Prompt:
From the data below, copy each line that includes the word "fish".

(Supplied material begins)

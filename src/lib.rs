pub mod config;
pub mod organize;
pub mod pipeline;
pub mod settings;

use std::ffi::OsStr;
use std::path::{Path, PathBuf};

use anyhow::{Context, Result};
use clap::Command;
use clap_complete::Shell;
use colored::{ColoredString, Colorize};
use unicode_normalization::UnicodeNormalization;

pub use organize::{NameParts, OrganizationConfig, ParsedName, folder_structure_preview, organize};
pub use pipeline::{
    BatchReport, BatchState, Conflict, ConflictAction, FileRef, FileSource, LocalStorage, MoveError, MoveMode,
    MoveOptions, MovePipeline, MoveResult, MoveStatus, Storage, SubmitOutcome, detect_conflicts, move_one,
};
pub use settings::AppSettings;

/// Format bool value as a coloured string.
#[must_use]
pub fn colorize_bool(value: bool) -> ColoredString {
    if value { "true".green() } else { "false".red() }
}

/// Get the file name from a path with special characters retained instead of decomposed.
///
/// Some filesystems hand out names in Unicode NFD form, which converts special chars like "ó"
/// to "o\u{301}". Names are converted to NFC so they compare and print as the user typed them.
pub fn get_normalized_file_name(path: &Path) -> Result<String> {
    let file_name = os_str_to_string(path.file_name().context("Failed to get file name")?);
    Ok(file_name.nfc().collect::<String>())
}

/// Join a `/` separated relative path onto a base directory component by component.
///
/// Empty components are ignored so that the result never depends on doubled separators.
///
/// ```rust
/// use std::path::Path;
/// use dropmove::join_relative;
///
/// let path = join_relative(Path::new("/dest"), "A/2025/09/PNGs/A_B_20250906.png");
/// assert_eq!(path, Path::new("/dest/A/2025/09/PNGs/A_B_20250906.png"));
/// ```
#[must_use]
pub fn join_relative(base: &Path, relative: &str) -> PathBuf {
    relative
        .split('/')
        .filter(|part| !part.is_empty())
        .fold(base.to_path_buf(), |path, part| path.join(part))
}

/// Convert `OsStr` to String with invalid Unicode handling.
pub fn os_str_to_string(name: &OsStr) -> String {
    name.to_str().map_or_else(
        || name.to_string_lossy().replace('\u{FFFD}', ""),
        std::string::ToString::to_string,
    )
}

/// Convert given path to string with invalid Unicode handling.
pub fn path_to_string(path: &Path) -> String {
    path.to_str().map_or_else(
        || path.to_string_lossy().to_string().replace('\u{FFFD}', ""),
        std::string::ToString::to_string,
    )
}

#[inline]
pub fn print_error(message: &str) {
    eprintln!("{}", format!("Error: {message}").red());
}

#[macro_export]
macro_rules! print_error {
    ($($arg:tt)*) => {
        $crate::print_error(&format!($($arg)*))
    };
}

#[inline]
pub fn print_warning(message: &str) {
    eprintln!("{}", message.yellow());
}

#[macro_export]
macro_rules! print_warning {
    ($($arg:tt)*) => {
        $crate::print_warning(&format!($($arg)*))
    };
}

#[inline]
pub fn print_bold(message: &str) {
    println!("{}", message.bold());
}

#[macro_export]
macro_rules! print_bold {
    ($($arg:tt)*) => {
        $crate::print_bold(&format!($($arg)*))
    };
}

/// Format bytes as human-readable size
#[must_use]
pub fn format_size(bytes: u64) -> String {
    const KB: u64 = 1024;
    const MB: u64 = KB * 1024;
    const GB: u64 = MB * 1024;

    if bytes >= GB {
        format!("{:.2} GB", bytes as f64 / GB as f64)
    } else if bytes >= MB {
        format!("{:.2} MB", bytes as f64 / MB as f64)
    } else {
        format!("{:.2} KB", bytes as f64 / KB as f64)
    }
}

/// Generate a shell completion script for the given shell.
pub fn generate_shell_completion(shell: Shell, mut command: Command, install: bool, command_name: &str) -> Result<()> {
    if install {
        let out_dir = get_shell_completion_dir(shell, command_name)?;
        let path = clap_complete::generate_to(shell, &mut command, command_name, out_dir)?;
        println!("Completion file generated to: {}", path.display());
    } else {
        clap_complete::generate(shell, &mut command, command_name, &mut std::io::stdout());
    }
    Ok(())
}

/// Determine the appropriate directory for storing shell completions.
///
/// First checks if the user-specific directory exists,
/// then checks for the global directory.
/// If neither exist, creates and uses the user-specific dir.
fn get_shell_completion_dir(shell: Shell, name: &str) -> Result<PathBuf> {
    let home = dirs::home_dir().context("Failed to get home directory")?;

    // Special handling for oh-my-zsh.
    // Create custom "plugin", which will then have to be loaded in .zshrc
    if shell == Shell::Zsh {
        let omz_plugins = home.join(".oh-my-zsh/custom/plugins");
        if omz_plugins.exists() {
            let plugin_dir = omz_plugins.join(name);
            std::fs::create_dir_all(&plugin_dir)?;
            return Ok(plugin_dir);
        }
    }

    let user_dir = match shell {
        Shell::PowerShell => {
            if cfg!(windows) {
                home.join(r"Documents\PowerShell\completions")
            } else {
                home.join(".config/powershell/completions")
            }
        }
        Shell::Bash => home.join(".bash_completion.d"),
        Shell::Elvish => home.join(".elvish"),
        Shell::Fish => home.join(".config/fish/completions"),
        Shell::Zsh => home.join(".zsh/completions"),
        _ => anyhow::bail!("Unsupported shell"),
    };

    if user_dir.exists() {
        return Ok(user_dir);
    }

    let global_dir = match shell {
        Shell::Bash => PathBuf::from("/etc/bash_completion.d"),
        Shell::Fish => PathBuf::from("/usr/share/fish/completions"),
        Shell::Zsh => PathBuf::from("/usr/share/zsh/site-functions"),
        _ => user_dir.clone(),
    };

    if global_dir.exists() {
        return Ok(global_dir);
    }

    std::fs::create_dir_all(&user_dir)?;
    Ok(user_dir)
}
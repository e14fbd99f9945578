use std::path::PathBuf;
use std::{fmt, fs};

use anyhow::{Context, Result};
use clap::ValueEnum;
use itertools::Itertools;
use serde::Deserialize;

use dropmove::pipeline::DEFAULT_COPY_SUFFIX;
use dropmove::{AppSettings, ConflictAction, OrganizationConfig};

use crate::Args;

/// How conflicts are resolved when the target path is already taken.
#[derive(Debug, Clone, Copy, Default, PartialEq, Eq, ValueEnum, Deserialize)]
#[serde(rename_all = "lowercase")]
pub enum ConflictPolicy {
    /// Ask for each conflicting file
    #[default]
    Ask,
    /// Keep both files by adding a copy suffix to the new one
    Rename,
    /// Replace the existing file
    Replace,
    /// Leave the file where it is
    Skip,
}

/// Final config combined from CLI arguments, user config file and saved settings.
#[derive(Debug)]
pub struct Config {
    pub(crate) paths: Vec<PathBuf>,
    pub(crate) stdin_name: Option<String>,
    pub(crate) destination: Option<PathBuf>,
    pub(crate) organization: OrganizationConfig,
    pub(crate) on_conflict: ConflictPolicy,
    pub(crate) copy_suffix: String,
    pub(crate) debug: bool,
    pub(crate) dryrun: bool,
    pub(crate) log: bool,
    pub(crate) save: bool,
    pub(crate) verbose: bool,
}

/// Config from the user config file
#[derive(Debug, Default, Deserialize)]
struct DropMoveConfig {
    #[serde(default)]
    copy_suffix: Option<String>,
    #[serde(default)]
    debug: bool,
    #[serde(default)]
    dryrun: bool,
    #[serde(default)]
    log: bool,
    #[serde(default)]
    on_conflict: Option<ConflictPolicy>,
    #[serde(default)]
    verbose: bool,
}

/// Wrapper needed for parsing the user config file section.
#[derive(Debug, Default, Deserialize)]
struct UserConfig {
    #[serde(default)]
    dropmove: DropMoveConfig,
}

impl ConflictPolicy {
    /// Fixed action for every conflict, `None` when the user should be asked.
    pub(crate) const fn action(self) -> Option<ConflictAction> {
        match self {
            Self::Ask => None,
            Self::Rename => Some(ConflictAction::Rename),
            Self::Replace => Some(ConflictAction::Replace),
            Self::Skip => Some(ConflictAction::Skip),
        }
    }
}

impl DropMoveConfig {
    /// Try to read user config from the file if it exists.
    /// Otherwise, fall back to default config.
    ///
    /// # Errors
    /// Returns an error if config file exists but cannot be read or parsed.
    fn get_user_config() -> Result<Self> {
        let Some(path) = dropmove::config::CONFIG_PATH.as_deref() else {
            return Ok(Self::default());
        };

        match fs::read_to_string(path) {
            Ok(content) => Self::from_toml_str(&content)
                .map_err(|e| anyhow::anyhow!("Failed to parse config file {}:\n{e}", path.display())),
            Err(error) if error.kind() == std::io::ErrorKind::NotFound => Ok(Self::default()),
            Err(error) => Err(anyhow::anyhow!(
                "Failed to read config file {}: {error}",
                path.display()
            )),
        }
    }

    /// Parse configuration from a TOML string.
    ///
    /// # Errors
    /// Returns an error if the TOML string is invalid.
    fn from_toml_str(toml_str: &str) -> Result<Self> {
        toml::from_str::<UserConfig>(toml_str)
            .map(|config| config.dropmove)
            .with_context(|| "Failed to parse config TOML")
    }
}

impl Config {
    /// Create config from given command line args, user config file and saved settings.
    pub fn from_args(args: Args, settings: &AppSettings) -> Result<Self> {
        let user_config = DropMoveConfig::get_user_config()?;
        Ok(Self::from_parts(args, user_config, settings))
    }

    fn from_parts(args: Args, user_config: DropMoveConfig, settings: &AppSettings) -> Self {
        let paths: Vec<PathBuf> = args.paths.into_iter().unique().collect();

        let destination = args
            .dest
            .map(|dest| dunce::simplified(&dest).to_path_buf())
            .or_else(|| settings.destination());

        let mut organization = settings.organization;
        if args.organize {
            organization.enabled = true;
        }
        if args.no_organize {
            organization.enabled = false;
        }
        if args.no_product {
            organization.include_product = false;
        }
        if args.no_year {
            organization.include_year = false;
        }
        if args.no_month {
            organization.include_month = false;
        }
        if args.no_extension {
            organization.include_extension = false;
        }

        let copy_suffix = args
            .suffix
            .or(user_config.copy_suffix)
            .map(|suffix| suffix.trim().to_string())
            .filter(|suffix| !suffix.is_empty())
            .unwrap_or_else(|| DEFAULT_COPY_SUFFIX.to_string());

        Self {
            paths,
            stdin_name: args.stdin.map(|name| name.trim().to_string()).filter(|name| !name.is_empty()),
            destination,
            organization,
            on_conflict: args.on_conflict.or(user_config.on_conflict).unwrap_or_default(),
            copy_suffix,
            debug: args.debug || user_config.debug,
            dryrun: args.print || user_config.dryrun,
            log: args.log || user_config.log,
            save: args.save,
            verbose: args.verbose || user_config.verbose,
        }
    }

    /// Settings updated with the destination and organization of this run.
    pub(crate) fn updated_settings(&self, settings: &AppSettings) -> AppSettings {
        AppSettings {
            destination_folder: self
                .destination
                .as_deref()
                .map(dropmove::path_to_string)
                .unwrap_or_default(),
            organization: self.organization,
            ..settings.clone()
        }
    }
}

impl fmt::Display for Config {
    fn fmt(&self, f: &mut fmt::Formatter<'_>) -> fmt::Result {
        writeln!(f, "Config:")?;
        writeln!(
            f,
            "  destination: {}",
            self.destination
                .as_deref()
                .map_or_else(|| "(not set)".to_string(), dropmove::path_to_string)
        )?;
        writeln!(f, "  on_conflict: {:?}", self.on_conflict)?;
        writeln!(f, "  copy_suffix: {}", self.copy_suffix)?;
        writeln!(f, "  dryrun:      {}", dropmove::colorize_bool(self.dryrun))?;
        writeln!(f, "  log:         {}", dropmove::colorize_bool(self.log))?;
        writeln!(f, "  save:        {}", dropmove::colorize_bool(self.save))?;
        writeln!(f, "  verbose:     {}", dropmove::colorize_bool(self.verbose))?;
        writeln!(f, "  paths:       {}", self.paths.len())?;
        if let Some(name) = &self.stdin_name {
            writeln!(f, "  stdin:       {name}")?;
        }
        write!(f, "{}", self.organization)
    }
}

(Supplied material ends)

Reply to the exercise:
        Shell::Fish => home.join(".config/fish/completions"),
        Shell::Fish => PathBuf::from("/usr/share/fish/completions"),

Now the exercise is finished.